Reproduce the entries below exactly, but only from the line containing "for (host_type_path, schema_type_name)" to the line containing "pub fn class_resolver(mut", inclusive.

▬▬▬▬▬▬▬▬▬▬

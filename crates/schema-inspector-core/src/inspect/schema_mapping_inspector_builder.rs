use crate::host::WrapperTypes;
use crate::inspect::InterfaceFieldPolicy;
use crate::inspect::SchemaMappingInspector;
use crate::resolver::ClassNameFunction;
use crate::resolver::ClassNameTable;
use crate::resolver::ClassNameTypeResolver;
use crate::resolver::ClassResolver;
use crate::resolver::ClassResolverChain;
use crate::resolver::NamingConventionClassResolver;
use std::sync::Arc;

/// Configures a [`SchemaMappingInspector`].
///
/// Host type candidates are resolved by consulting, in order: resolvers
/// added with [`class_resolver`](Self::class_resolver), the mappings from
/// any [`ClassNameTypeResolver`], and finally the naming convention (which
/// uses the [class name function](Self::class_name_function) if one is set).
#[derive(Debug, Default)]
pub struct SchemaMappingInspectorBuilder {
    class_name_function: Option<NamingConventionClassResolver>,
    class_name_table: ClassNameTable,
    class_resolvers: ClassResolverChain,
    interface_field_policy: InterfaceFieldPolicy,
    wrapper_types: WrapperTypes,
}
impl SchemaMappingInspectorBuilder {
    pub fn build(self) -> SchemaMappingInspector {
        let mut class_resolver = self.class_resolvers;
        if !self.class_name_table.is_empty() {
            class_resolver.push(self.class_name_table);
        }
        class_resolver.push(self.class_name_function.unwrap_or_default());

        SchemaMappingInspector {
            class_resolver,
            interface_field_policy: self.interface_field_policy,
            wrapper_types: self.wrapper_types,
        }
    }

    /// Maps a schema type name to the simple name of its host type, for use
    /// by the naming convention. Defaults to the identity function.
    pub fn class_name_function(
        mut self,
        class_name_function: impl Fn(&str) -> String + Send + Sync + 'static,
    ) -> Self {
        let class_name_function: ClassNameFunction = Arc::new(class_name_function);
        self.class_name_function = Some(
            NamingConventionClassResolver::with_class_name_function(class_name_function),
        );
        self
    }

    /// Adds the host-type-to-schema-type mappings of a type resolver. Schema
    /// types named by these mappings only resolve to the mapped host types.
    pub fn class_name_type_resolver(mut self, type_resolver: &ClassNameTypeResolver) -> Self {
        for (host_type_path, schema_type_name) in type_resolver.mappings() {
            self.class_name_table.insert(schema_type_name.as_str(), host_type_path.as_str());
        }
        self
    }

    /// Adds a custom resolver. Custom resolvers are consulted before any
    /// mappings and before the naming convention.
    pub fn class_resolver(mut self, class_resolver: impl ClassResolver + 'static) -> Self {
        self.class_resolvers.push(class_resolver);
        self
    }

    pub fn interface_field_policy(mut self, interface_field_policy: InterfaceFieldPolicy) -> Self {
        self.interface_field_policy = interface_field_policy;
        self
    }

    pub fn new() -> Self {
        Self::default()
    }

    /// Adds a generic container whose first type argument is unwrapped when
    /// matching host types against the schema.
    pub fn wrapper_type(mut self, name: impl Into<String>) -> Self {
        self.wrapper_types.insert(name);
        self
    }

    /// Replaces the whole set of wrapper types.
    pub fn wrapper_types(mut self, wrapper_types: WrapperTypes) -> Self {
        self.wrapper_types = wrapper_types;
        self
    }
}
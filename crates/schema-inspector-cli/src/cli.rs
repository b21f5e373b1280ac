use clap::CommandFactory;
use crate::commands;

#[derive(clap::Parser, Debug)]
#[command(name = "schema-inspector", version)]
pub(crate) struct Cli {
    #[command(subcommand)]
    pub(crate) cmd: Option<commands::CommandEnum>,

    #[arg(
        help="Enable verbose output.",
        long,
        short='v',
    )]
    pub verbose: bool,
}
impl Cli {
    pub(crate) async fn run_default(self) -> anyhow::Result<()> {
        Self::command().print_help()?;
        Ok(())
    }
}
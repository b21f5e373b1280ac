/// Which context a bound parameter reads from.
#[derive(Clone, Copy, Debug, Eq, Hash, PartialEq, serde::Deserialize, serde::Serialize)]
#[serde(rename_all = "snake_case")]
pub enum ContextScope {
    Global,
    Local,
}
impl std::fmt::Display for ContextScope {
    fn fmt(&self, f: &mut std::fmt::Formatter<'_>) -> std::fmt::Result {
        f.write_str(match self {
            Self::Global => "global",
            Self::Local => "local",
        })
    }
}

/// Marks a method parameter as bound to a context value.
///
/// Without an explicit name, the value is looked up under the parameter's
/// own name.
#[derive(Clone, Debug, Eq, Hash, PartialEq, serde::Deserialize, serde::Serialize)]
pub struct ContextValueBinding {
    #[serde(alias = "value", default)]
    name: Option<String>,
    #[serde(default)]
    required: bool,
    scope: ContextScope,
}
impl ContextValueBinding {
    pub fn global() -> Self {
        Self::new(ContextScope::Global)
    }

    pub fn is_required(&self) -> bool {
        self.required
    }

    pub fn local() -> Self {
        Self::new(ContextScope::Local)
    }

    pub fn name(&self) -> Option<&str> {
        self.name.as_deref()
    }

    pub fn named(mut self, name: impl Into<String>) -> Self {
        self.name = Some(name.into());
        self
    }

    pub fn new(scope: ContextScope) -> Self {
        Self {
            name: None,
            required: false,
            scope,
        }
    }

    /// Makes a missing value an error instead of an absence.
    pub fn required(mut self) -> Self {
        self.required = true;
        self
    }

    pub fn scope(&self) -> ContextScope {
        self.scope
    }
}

▬▬▬▬▬▬▬▬▬▬

**WRITTEN REPLY**
        for (host_type_path, schema_type_name) in type_resolver.mappings() {
            self.class_name_table.insert(schema_type_name.as_str(), host_type_path.as_str());
        }
        self
    }

    /// Adds a custom resolver. Custom resolvers are consulted before any
    /// mappings and before the naming convention.
    pub fn class_resolver(mut self, class_resolver: impl ClassResolver + 'static) -> Self {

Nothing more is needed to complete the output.